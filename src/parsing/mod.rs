//! Version-specific block-header decoding behind one interface.
//!
//! The two archive generations frame blocks differently but both reduce
//! to the same stream of file blocks interleaved with bookkeeping blocks;
//! [`BlockParser::next_block`] hides the difference from the volume layer.

pub(crate) mod rar15;
pub(crate) mod rar50;
pub(crate) mod vint;

use std::io;

use crate::bufio::BufVolumeReader;
use crate::error::{RarError, Result};
use crate::format::Signature;
use crate::header::FileBlockHeader;
use crate::options::Options;

/// Largest accepted block-header size; anything above is hostile input.
pub(crate) const MAX_HEADER_SIZE: u64 = 1 << 20;

/// Outcome of advancing the block parser.
#[derive(Debug)]
pub(crate) enum NextBlock {
    /// A file (or file continuation) block; its packed data follows.
    File(FileBlockHeader),
    /// End-of-archive marker with the next-volume bit set.
    EndOfVolume,
    /// The archive is complete.
    EndOfArchive,
}

/// Version dispatch for the two header formats.
///
/// Cloning captures the archive-level state (flags, header-encryption
/// keys, derived-key cache) so fresh volume cursors can resume parsing
/// mid-archive.
#[derive(Clone, Debug)]
pub(crate) enum BlockParser {
    Rar15(rar15::Archive15),
    Rar50(rar50::Archive50),
}

impl BlockParser {
    pub(crate) fn new(sig: Signature, options: &Options) -> Self {
        match sig {
            Signature::Rar15 => BlockParser::Rar15(rar15::Archive15::new(options)),
            Signature::Rar50 => BlockParser::Rar50(rar50::Archive50::new(options)),
        }
    }

    pub(crate) fn signature(&self) -> Signature {
        match self {
            BlockParser::Rar15(_) => Signature::Rar15,
            BlockParser::Rar50(_) => Signature::Rar50,
        }
    }

    /// Decode block headers until the next file block, end-of-volume or
    /// end-of-archive. Non-file blocks (main, encryption, service,
    /// comment) are consumed internally, including their data areas.
    pub(crate) fn next_block(
        &mut self,
        br: &mut BufVolumeReader,
        volnum: usize,
    ) -> Result<NextBlock> {
        match self {
            BlockParser::Rar15(a) => a.next_block(br, volnum),
            BlockParser::Rar50(a) => a.next_block(br, volnum),
        }
    }

    /// True when the archive main header declared more volumes.
    pub(crate) fn is_multi_volume(&self) -> bool {
        match self {
            BlockParser::Rar15(a) => a.multi,
            BlockParser::Rar50(a) => a.multi,
        }
    }

    /// True when legacy pre-RAR3 volume naming (`.r00`, not `.partN.rar`)
    /// was declared by the main header.
    pub(crate) fn legacy_naming(&self) -> bool {
        match self {
            BlockParser::Rar15(a) => a.old_naming,
            BlockParser::Rar50(_) => false,
        }
    }

    /// Drop per-volume state when crossing into the next volume; each
    /// volume redeclares header encryption after its own signature.
    pub(crate) fn reset_volume(&mut self) {
        match self {
            BlockParser::Rar15(a) => a.reset_volume(),
            BlockParser::Rar50(a) => a.reset_volume(),
        }
    }
}

/// Map mid-header I/O failures: a clean EOF means the header was cut off.
pub(crate) fn truncated(e: io::Error) -> RarError {
    if e.kind() == io::ErrorKind::UnexpectedEof {
        RarError::UnexpectedArchiveEnd
    } else {
        RarError::Io(e)
    }
}

#[cfg(test)]
mod tests {
    use super::*;
    use crate::bufio::{SeekSource, StreamSource};
    use std::io::Cursor;

    pub(crate) fn reader_over(data: Vec<u8>) -> BufVolumeReader {
        BufVolumeReader::new(Box::new(SeekSource(Cursor::new(data))))
    }

    #[test]
    fn test_parser_dispatch() {
        let opts = Options::new();
        assert_eq!(
            BlockParser::new(Signature::Rar15, &opts).signature(),
            Signature::Rar15
        );
        assert_eq!(
            BlockParser::new(Signature::Rar50, &opts).signature(),
            Signature::Rar50
        );
    }

    #[test]
    fn test_truncated_mapping() {
        let eof = io::Error::from(io::ErrorKind::UnexpectedEof);
        assert!(matches!(truncated(eof), RarError::UnexpectedArchiveEnd));
        let other = io::Error::from(io::ErrorKind::PermissionDenied);
        assert!(matches!(truncated(other), RarError::Io(_)));
    }

    #[test]
    fn test_stream_source_cannot_seek() {
        let br = BufVolumeReader::new(Box::new(StreamSource(Cursor::new(Vec::new()))));
        assert!(!br.can_seek());
    }
}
+---+
[BRIEF] Using only the entries above, output the line with "the volume layer.", the line with "use crate::options::Options;", and all lines between them, exactly as they stand.

[REPLY]
//! [`BlockParser::next_block`] hides the difference from the volume layer.

pub(crate) mod rar15;
pub(crate) mod rar50;
pub(crate) mod vint;

use std::io;

use crate::bufio::BufVolumeReader;
use crate::error::{RarError, Result};
use crate::format::Signature;
use crate::header::FileBlockHeader;
use crate::options::Options;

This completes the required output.